**This is an inactive course webpage**
This course looks at social networks and markets through the eyes of a computer scientist. We will look at questions including, “Why are acquaintances rather than friends more likely to get us job opportunities?” and, “Why do the rich get richer?” We begin by studying graph theory allowing us to study the structure and interactions of social networks at the introductory level. Among other topics, we will study matching problems, epidemics, and the structure of the internet (including web searches).

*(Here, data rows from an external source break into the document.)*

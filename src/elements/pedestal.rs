//! Pedestal - a rectangular footing footprint placed on the surface plan

use serde::{Deserialize, Serialize};

/// A rectangular pedestal (footing) centered at (x, z) on the plan
#[derive(Debug, Clone, Serialize, Deserialize)]
pub struct Pedestal {
    /// 1-based pedestal id, unique within a plan
    pub id: u32,
    /// Center X coordinate
    pub x: f64,
    /// Center Z coordinate
    pub z: f64,
    /// Footprint dimension along X
    pub length: f64,
    /// Footprint dimension along Z
    pub width: f64,
}

impl Pedestal {
    /// Create a new pedestal
    pub fn new(id: u32, x: f64, z: f64, length: f64, width: f64) -> Self {
        Self {
            id,
            x,
            z,
            length,
            width,
        }
    }

    /// Center coordinates as (x, z)
    pub fn center(&self) -> (f64, f64) {
        (self.x, self.z)
    }
}
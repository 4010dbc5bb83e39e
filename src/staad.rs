//! STAAD.Pro input deck generation
//!
//! Serializes the synthesized mesh and design groups into the fixed-format
//! STAAD text protocol: packed joint/incidence lines capped at 74 columns,
//! group id lists capped at 60 columns with `-` continuations, and the
//! literal concrete material block.

use chrono::NaiveDate;

use crate::elements::Pedestal;
use crate::groups::{DesignGroups, GroupKind};
use crate::mesh::FoundationMesh;

pub struct StaadGenerator;

impl StaadGenerator {
    /// Joint/incidence lines must not exceed this width, terminator included.
    const DATA_LINE_LIMIT: usize = 74;
    /// Group lines must not exceed this width, continuation marker included.
    const GROUP_LINE_LIMIT: usize = 60;

    pub fn new() -> Self {
        Self
    }

    /// Render the complete deck. Deterministic for fixed inputs; the header
    /// date is injected by the caller.
    pub fn generate(
        &self,
        mesh: &FoundationMesh,
        groups: &DesignGroups,
        plate_thickness: f64,
        pedestals: &[Pedestal],
        date: NaiveDate,
    ) -> String {
        let mut deck = String::new();

        deck.push_str("STAAD SPACE\n");
        deck.push_str("START JOB INFORMATION\n");
        deck.push_str(&format!("ENGINEER DATE {}\n", date.format("%d-%b-%y")));
        deck.push_str("END JOB INFORMATION\n");
        deck.push_str("INPUT WIDTH 79\n");
        deck.push_str("UNIT METER KN\n");

        deck.push_str("JOINT COORDINATES\n");
        self.pack_data_lines(
            mesh.nodes.iter().map(|n| {
                format!(
                    "{} {} {} {}",
                    n.id,
                    format_value(n.x),
                    format_value(n.y),
                    format_value(n.z)
                )
            }),
            &mut deck,
        );

        deck.push_str("ELEMENT INCIDENCES SHELL\n");
        self.pack_data_lines(
            mesh.plates.iter().map(|p| {
                format!(
                    "{} {} {} {} {}",
                    p.id, p.nodes[0], p.nodes[1], p.nodes[2], p.nodes[3]
                )
            }),
            &mut deck,
        );

        if !groups.is_empty() {
            deck.push_str("START GROUP DEFINITION\n");
            deck.push_str("ELEMENT\n");
            for kind in [GroupKind::Moment, GroupKind::OneWayShear, GroupKind::TwoWayShear] {
                let ids = groups.plates(kind);
                if !ids.is_empty() {
                    self.pack_group_lines(kind.staad_name(), ids, &mut deck);
                }
            }
            deck.push_str("END GROUP DEFINITION\n");
        }

        let last_plate_id = mesh.plates.len() as u32;
        if last_plate_id > 0 {
            deck.push_str("ELEMENT PROPERTY\n");
            deck.push_str(&format!(
                "1 TO {} THICKNESS {};\n",
                last_plate_id,
                format_value(plate_thickness)
            ));
        }

        if !mesh.members.is_empty() {
            deck.push_str("MEMBER INCIDENCES\n");
            self.pack_data_lines(
                mesh.members.iter().map(|m| {
                    format!("{} {} {}", last_plate_id + m.id, m.start_node, m.end_node)
                }),
                &mut deck,
            );
        }

        deck.push_str("DEFINE MATERIAL START\n");
        deck.push_str("ISOTROPIC CONCRETE\n");
        deck.push_str("E 2.17185e+07\n");
        deck.push_str("POISSON 0.17\n");
        deck.push_str("DENSITY 23.5616\n");
        deck.push_str("ALPHA 1e-05\n");
        deck.push_str("DAMP 0.05\n");
        deck.push_str("G 9.28139e+06\n");
        deck.push_str("TYPE CONCRETE\n");
        deck.push_str("STRENGTH FCU 27579\n");
        deck.push_str("END DEFINE MATERIAL\n");
        deck.push_str("CONSTANTS\n");
        deck.push_str("MATERIAL CONCRETE ALL\n");

        if !mesh.members.is_empty() {
            deck.push_str("MEMBER PROPERTY\n");
            for member in &mesh.members {
                if let Some(pedestal) = pedestals.iter().find(|p| p.id == member.pedestal_id) {
                    deck.push_str(&format!(
                        "{} PRISM YD {} ZD {};\n",
                        last_plate_id + member.id,
                        format_value(pedestal.length),
                        format_value(pedestal.width)
                    ));
                }
            }
        }

        deck.push_str("FINISH\n");
        deck
    }

    /// Pack `"; "`-joined tokens into `;`-terminated lines no wider than
    /// [`Self::DATA_LINE_LIMIT`].
    fn pack_data_lines(&self, tokens: impl Iterator<Item = String>, out: &mut String) {
        let mut line = String::new();
        for token in tokens {
            if line.is_empty() {
                line = token;
            } else if line.len() + 2 + token.len() + 1 <= Self::DATA_LINE_LIMIT {
                line.push_str("; ");
                line.push_str(&token);
            } else {
                out.push_str(&line);
                out.push_str(";\n");
                line = token;
            }
        }
        if !line.is_empty() {
            out.push_str(&line);
            out.push_str(";\n");
        }
    }

    /// Pack group plate ids into lines no wider than
    /// [`Self::GROUP_LINE_LIMIT`]. The group name opens the first line only;
    /// wrapped lines end with the ` -` continuation marker and resume with a
    /// bare id.
    fn pack_group_lines(&self, name: &str, ids: &[u32], out: &mut String) {
        let mut line = String::from(name);
        for id in ids {
            let token = id.to_string();
            if line.len() + 1 + token.len() + 2 <= Self::GROUP_LINE_LIMIT {
                line.push(' ');
                line.push_str(&token);
            } else {
                out.push_str(&line);
                out.push_str(" -\n");
                line = token;
            }
        }
        out.push_str(&line);
        out.push('\n');
    }
}

impl Default for StaadGenerator {
    fn default() -> Self {
        Self::new()
    }
}

/// Round to 3 decimals and print without trailing zeros (`0.2`, `3`,
/// `1.125`), the rendering the deck's column packing is calibrated for.
fn format_value(value: f64) -> String {
    let rounded = (value * 1000.0).round() / 1000.0;
    if rounded == 0.0 {
        return "0".to_string();
    }
    format!("{}", rounded)
}
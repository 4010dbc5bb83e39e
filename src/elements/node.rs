//! Node element - a mesh vertex in 3D space

use serde::{Deserialize, Serialize};

/// Where a node sits in the model
#[derive(Debug, Clone, Copy, PartialEq, Eq, Serialize, Deserialize)]
#[serde(rename_all = "lowercase")]
pub enum NodeKind {
    /// Vertex of the surface mesh at plan elevation (y = 0)
    Surface,
    /// Top of a pedestal, directly above a surface node
    Pedestal,
}

/// A node in the foundation model
#[derive(Debug, Clone, Serialize, Deserialize)]
pub struct Node {
    /// 1-based node id
    pub id: u32,
    /// X coordinate
    pub x: f64,
    /// Y coordinate (elevation)
    pub y: f64,
    /// Z coordinate
    pub z: f64,
    /// Surface or pedestal node
    pub kind: NodeKind,
}

impl Node {
    /// Create a surface node at plan elevation
    pub fn surface(id: u32, x: f64, z: f64) -> Self {
        Self {
            id,
            x,
            y: 0.0,
            z,
            kind: NodeKind::Surface,
        }
    }

    /// Create a pedestal node at the given height
    pub fn pedestal(id: u32, x: f64, y: f64, z: f64) -> Self {
        Self {
            id,
            x,
            y,
            z,
            kind: NodeKind::Pedestal,
        }
    }

    /// Get the coordinates as an array
    pub fn coords(&self) -> [f64; 3] {
        [self.x, self.y, self.z]
    }
}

This course examines the intersection of computer science, economics, sociology, and applied mathematics.
Topics and order are subject to changes as the semester evolves.
I Graph Theory & Social Networks
- complex systems and networks
- graph representation, notation and definitions
- degree distribution, paths, distance distribution, diameter, connectedness
- triadic closure, clustering coefficient
- strong and weak ties
- node centrality and importance, [digression: robustness and resilience]
- homophily and social-affiliation networks
- [signed networks]
II Network Models
- small-world phenomenon
- random graph model (Erdös-Rényi graphs)
- Watts-Strogatz model
- rich-get-richer phenomena
- fitness model, Barabási-Albért graphs, and scale-free networks
III Analyzing Networks: Graph Mining
- communities, betweenness
- community detection, Girvan-Newman algorithm
- graph clustering, graph partitioning
- triangles, cliques, and paths
- node similarity and node classification
- graph similarity and graph classification
IV Modeling Interactions: Matching Problems
- bipartite graphs and perfect matchings
- matching markets
- advertising on the web: adwords model
V Modeling Information Networks: Structure of the Web & Link Analysis
- web graph
- hubs and authorities (HITs)
- PageRank
VI Modeling Dynamics: Information Cascades, Link Prediction, Epidemics
We can choose which of those topics to study in more detail (time permitting).
- information cascades, diffusion models: how does information spread?
- link prediction, supervised random walks: how do friendship suggestions work?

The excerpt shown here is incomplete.